De mondelinge behandeling heeft plaatsgevonden op 2 oktober 2024. Beide partijen zijn verschenen, bijgestaan door hun advocaten.

2.Het geschil van partijen en de beoordeling daarvan

Kern van het geschil

2.1.
Het gaat in deze zaak in de kern om het volgende. [verweerder] is sinds 1 oktober 2014 in dienst bij Antes als begeleider 3. Op 20 maart 2024 heeft een (fysiek) incident plaatsgevonden tussen [verweerder] en een patiënt. Dit incident en de gang van zaken daarna, hebben ertoe geleid dat partijen niet meer met elkaar willen en kunnen samenwerken. Daarom wordt de arbeidsovereenkomst per 1 januari 2025 ontbonden. [verweerder] heeft niet ernstig verwijtbaar gehandeld, dus hij krijgt de transitievergoeding, maar geen billijke vergoeding. Deze beslissingen worden hieronder toegelicht.
Het standpunt van partijen
2.2.
Volgens Antes heeft [verweerder] ernstig verwijtbaar gehandeld, omdat [verweerder] excessief geweld heeft gebruikt tegen een patiënt. Als professioneel hulpverlener had hij anders moeten handelen. Verder zijn volgens haar – door toedoen van [verweerder] – de verhoudingen ernstig verstoord. [verweerder] betwist dat hij ernstig verwijtbaar heeft gehandeld of dat de verhoudingen door hem zijn verstoord. Verder wijst hij er op dat het opzegverbod tijdens ziekte aan ontbinding in de weg staat.
Grond voor ontbinding
2.3.
De kantonrechter kan de arbeidsovereenkomst ontbinden wanneer sprake is van een redelijke grond en herplaatsing van [verweerder] niet mogelijk is of niet in de rede ligt. De wet noemt in artikel 7:669 lid 3 BW onder de letters a tot en met i een aantal redelijke gronden voor ontbinding.
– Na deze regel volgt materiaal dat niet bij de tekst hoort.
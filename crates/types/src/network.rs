//! Wire messages.
//!
//! Every message is one JSON object, framed as the entire payload of one
//! short-lived connection. The `type` tag and field names are the protocol;
//! validation of untrusted input happens at the decode boundary (a message
//! that fails to parse is dropped by the transport).

use crate::{Ballot, Block, NodeId};
use serde::{Deserialize, Serialize};
use std::collections::BTreeMap;

/// A peer-to-peer protocol message.
#[derive(Debug, Clone, PartialEq, Serialize, Deserialize)]
#[serde(tag = "type")]
pub enum PeerMessage {
    /// Phase 1a: a proposer solicits promises for `ballot`.
    #[serde(rename = "PREPARE")]
    Prepare { from: NodeId, ballot: Ballot },

    /// Phase 1b: an acceptor promises `ballot`, reporting what it last
    /// accepted in this slot (if anything).
    #[serde(rename = "PROMISE")]
    Promise {
        from: NodeId,
        ballot: Ballot,
        accepted_ballot: Option<Ballot>,
        accepted_value: Option<Block>,
    },

    /// Phase 2a: the leader asks acceptors to accept `value`.
    #[serde(rename = "ACCEPT")]
    Accept {
        from: NodeId,
        ballot: Ballot,
        value: Block,
    },

    /// Phase 2b: an acceptor accepted `value` under `ballot`.
    #[serde(rename = "ACCEPTED")]
    Accepted {
        from: NodeId,
        ballot: Ballot,
        value: Block,
    },

    /// Learn phase: `value` is chosen for its slot.
    #[serde(rename = "DECIDE")]
    Decide { from: NodeId, value: Block },

    /// Catch-up: a recovering node asks for committed state.
    #[serde(rename = "REQUEST_LEDGER")]
    RequestLedger { from: NodeId },

    /// Catch-up reply: the responder's committed chain and balances.
    #[serde(rename = "LEDGER_RESPONSE")]
    LedgerResponse {
        from: NodeId,
        chain: Vec<Block>,
        balances: BTreeMap<NodeId, u64>,
    },
}

impl PeerMessage {
    /// The sending node.
    pub fn from(&self) -> NodeId {
        match self {
            PeerMessage::Prepare { from, .. }
            | PeerMessage::Promise { from, .. }
            | PeerMessage::Accept { from, .. }
            | PeerMessage::Accepted { from, .. }
            | PeerMessage::Decide { from, .. }
            | PeerMessage::RequestLedger { from }
            | PeerMessage::LedgerResponse { from, .. } => *from,
        }
    }

    /// Wire tag, for logging.
    pub fn type_name(&self) -> &'static str {
        match self {
            PeerMessage::Prepare { .. } => "PREPARE",
            PeerMessage::Promise { .. } => "PROMISE",
            PeerMessage::Accept { .. } => "ACCEPT",
            PeerMessage::Accepted { .. } => "ACCEPTED",
            PeerMessage::Decide { .. } => "DECIDE",
            PeerMessage::RequestLedger { .. } => "REQUEST_LEDGER",
            PeerMessage::LedgerResponse { .. } => "LEDGER_RESPONSE",
        }
    }
}

#[cfg(test)]
mod tests {
    use super::*;
    use crate::Digest;

    #[test]
    fn prepare_wire_form() {
        let msg = PeerMessage::Prepare {
            from: NodeId(1),
            ballot: Ballot::new(4, NodeId(1), 0),
        };
        let json = serde_json::to_value(&msg).unwrap();
        assert_eq!(json["type"], "PREPARE");
        assert_eq!(json["from"], 1);
        assert_eq!(json["ballot"], serde_json::json!([4, 1, 0]));
    }

    #[test]
    fn promise_carries_nulls_when_nothing_accepted() {
        let msg = PeerMessage::Promise {
            from: NodeId(2),
            ballot: Ballot::new(4, NodeId(1), 0),
            accepted_ballot: None,
            accepted_value: None,
        };
        let json = serde_json::to_value(&msg).unwrap();
        assert!(json["accepted_ballot"].is_null());
        assert!(json["accepted_value"].is_null());
        let back: PeerMessage = serde_json::from_value(json).unwrap();
        assert_eq!(back, msg);
    }

    #[test]
    fn decide_round_trips() {
        let block = Block::seal(NodeId(1), NodeId(2), 30, "ab12CD34".into(), Digest::ZERO);
        let msg = PeerMessage::Decide {
            from: NodeId(3),
            value: block,
        };
        let text = serde_json::to_string(&msg).unwrap();
        let back: PeerMessage = serde_json::from_str(&text).unwrap();
        assert_eq!(back, msg);
        assert_eq!(back.type_name(), "DECIDE");
    }

    #[test]
    fn garbage_is_rejected_at_decode() {
        assert!(serde_json::from_str::<PeerMessage>("{\"type\":\"NOPE\"}").is_err());
        assert!(serde_json::from_str::<PeerMessage>("not json").is_err());
    }
}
De kantonrechter is van oordeel dat in deze zaak de arbeidsovereenkomst moet worden ontbonden, omdat sprake is van de g-grond (een verstoorde arbeidsverhouding) en herplaatsing in de gegeven omstandigheden niet aan de orde is. Tijdens de mondelinge behandeling is namelijk gebleken dat over en weer sprake is van wantrouwen. De voornaamste reden daarvoor is het verschil van mening over de feitelijke gang van zaken op 20 maart 2024 en als gevolg daarvan de handelwijze van partijen. Daardoor is zonder meer duidelijk dat een terugkeer voor [verweerder] binnen de organisatie van Antes niet meer tot de mogelijkheden behoort. De verhoudingen zijn daarvoor te ernstig en ook duurzaam verstoord.
Het opzegverbod
2.4.
[verweerder] is op dit moment weliswaar arbeidsongeschikt, maar naar het oordeel van de kantonrechter staat het opzegverbod in dit geval niet in de weg aan een ontbinding.
Zoals hiervoor al is gezegd, is door de gang van zaken na het incident een onwerkbare situatie ontstaan. Deze situatie heeft bovendien geleid tot een toename van de beperkingen van [verweerder], zo blijkt uit de ingebrachte stukken [1] en de verklaring van [verweerder] tijdens de zitting. De re-integratie is gestagneerd en er is sprake van situationeel verzuim. Deze omstandigheden samen zijn van dien aard dat de arbeidsovereenkomst in het belang van [verweerder] hoort te eindigen [2] .
Datum einde arbeidsovereenkomst
2.5.
Omdat de arbeidsovereenkomst wordt ontbonden, moet de datum waarop de arbeidsovereenkomst eindigt worden bepaald. Het uitgangspunt is dat voor de datum van ontbinding rekening wordt gehouden met de tussen partijen geldende opzegtermijn [3] . Antes heeft verzocht om geen rekening te houden met die termijn. Dat kan alleen als de ontbinding het gevolg is van ernstig verwijtbaar handelen of nalaten van de werknemer.
Geen verwijtbaar handelen [verweerder]
2.6.
Antes stelt dat [verweerder] op 20 maart 2024 een patiënt ([naam]) uit het niets heeft geslagen en is blijven slaan, daarbij geholpen door een medepatiënt. Antes baseert dat standpunt op de waarnemingen van meerdere getuigen. Volgens [verweerder] heeft [naam] hem juist als eerste hard in het gezicht geslagen en heeft hij [naam] weggeduwd. Antes heeft schriftelijke verklaringen ingebracht ter ondersteuning van haar standpunt.
2.6.1.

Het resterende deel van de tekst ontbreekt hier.